▶ **WORK INSTRUCTIONS**
Copy the records that follow exactly, leaving nothing out.

▶ **DATA SHOWN**

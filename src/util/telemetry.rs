//! Telemetry helpers for structured logging.

use tracing_subscriber::EnvFilter;

/// Filter applied when `RUST_LOG` is not set: crate-level info.
const DEFAULT_FILTER: &str = "delaypool=info";

/// Install an env-filtered fmt subscriber unless one is already set.
///
/// Scheduler internals log submissions and re-arms at `debug` and per-task
/// claim/removal events at `trace`; set `RUST_LOG=delaypool=trace` to see
/// them. Embedding applications that install their own subscriber first are
/// left untouched.
pub fn init_tracing() {
    if tracing::dispatcher::has_been_set() {
        return;
    }
    let filter =
        EnvFilter::try_from_default_env().unwrap_or_else(|_| EnvFilter::new(DEFAULT_FILTER));
    let _ = tracing_subscriber::fmt().with_env_filter(filter).try_init();
}

#[cfg(test)]
mod tests {
    use super::*;

    #[test]
    fn test_init_is_idempotent() {
        init_tracing();
        init_tracing();
        assert!(tracing::dispatcher::has_been_set());
    }
}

▶ **RESULT FOR THIS EXERCISE**
filename src/util/telemetry.rs
//! Telemetry helpers for structured logging.

use tracing_subscriber::EnvFilter;

/// Filter applied when `RUST_LOG` is not set: crate-level info.
const DEFAULT_FILTER: &str = "delaypool=info";

/// Install an env-filtered fmt subscriber unless one is already set.
///
/// Scheduler internals log submissions and re-arms at `debug` and per-task
/// claim/removal events at `trace`; set `RUST_LOG=delaypool=trace` to see
/// them. Embedding applications that install their own subscriber first are
/// left untouched.
pub fn init_tracing() {
    if tracing::dispatcher::has_been_set() {
        return;
    }
    let filter =
        EnvFilter::try_from_default_env().unwrap_or_else(|_| EnvFilter::new(DEFAULT_FILTER));
    let _ = tracing_subscriber::fmt().with_env_filter(filter).try_init();
}

#[cfg(test)]
mod tests {
    use super::*;

    #[test]
    fn test_init_is_idempotent() {
        init_tracing();
        init_tracing();
        assert!(tracing::dispatcher::has_been_set());
    }
}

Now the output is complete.